◆ Task to complete ◆
In the entries below, count every line with the string "WindowId". State the count and nothing else.

◆ Data to use ◆
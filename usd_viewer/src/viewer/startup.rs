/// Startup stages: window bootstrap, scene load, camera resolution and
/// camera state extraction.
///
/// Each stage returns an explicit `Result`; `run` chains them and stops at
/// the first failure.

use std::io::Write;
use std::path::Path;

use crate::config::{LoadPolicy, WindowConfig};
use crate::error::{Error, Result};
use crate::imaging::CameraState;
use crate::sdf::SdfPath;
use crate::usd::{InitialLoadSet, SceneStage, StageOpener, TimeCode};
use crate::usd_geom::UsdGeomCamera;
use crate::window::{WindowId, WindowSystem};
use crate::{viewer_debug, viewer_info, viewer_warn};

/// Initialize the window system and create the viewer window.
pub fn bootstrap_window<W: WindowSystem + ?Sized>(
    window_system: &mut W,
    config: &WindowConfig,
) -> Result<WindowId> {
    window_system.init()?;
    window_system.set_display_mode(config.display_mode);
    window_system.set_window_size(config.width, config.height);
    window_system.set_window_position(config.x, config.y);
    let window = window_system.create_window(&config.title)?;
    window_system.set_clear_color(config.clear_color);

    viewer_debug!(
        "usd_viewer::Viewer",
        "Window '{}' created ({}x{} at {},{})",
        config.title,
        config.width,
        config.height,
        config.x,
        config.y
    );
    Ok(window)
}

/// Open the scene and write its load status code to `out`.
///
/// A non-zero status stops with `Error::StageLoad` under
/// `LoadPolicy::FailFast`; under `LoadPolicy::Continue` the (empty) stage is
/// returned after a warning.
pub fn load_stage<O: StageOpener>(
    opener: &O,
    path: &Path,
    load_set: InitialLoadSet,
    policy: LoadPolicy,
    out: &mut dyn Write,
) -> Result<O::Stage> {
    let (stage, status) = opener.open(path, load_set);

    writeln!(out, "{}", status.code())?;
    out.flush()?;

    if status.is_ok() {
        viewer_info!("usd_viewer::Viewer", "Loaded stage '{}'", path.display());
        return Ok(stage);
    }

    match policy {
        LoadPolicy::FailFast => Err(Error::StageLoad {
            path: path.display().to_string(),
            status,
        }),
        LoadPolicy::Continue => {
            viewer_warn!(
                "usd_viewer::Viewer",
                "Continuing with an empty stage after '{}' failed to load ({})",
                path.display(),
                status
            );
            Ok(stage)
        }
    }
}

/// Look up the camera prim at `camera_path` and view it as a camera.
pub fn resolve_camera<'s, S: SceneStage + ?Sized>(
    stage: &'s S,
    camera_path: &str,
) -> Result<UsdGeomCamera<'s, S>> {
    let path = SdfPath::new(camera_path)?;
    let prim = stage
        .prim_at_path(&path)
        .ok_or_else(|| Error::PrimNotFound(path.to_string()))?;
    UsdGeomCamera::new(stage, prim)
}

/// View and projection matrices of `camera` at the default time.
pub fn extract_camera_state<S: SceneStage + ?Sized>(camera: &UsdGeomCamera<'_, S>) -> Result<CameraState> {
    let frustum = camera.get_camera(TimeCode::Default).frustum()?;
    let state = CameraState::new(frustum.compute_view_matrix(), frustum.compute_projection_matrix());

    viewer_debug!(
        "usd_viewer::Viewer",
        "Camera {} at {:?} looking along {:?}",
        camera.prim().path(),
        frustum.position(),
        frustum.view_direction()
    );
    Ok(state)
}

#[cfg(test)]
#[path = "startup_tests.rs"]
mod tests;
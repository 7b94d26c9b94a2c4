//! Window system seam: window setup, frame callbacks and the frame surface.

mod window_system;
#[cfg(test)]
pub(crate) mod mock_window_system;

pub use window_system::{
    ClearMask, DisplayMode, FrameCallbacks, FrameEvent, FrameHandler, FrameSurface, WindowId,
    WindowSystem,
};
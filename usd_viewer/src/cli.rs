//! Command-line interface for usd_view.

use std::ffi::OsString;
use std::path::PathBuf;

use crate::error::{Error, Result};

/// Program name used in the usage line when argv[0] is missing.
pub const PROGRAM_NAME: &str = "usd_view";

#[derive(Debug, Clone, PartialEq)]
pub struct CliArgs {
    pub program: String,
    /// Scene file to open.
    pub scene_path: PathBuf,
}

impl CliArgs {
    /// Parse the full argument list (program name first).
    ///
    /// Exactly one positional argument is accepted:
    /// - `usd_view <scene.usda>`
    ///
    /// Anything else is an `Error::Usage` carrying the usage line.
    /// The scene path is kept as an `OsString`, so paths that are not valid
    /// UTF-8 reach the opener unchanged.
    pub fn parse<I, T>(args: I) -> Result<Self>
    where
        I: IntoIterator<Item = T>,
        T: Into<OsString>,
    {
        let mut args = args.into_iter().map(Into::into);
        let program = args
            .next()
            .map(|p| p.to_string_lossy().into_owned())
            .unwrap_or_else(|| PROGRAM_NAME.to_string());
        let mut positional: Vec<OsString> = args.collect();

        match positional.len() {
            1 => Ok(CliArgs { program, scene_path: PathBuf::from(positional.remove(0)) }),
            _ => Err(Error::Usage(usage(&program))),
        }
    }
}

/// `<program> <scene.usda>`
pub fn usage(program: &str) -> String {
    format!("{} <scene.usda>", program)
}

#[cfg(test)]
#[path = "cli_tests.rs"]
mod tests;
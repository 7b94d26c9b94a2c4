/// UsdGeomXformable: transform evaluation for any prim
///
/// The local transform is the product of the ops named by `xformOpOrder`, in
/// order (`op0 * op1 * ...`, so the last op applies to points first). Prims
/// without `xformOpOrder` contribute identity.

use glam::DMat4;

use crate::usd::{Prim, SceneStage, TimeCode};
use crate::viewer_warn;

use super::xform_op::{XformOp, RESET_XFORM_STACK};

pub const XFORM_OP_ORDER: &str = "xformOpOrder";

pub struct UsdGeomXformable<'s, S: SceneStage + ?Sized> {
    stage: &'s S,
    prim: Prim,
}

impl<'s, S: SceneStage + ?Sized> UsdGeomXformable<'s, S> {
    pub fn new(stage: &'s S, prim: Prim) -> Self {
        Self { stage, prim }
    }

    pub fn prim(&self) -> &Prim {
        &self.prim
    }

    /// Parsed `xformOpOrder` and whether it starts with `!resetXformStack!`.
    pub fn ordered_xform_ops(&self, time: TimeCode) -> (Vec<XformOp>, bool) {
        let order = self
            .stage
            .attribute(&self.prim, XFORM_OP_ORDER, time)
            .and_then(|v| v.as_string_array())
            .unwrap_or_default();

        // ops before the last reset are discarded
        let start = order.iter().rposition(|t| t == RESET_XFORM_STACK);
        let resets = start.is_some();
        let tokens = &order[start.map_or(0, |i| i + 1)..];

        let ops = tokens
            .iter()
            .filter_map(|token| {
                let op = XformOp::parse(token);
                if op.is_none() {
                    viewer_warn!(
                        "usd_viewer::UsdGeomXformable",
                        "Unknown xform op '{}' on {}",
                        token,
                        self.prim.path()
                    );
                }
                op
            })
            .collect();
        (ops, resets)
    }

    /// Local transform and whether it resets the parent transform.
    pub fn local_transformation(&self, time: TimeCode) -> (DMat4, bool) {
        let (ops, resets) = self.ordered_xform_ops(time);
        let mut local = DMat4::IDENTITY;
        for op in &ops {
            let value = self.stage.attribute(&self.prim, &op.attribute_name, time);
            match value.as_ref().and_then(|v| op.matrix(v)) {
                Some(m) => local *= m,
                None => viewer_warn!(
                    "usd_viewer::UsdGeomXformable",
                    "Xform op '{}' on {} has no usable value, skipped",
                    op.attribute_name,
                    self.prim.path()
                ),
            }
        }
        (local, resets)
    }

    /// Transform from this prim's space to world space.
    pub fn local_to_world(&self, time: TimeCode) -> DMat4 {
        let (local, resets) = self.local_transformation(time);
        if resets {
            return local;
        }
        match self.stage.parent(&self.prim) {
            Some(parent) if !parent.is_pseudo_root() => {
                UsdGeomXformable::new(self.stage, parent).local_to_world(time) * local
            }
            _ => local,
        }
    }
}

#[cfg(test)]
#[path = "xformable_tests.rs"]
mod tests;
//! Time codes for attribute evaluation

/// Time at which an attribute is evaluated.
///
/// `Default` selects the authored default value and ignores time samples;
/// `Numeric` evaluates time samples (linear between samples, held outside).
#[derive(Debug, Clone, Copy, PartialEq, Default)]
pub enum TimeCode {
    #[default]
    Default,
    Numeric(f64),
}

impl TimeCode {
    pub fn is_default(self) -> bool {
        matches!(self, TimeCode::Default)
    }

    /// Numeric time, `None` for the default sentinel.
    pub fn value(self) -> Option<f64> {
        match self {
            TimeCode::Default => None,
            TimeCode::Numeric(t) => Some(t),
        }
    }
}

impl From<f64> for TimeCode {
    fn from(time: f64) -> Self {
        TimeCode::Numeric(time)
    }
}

◆ Task answer ◆
3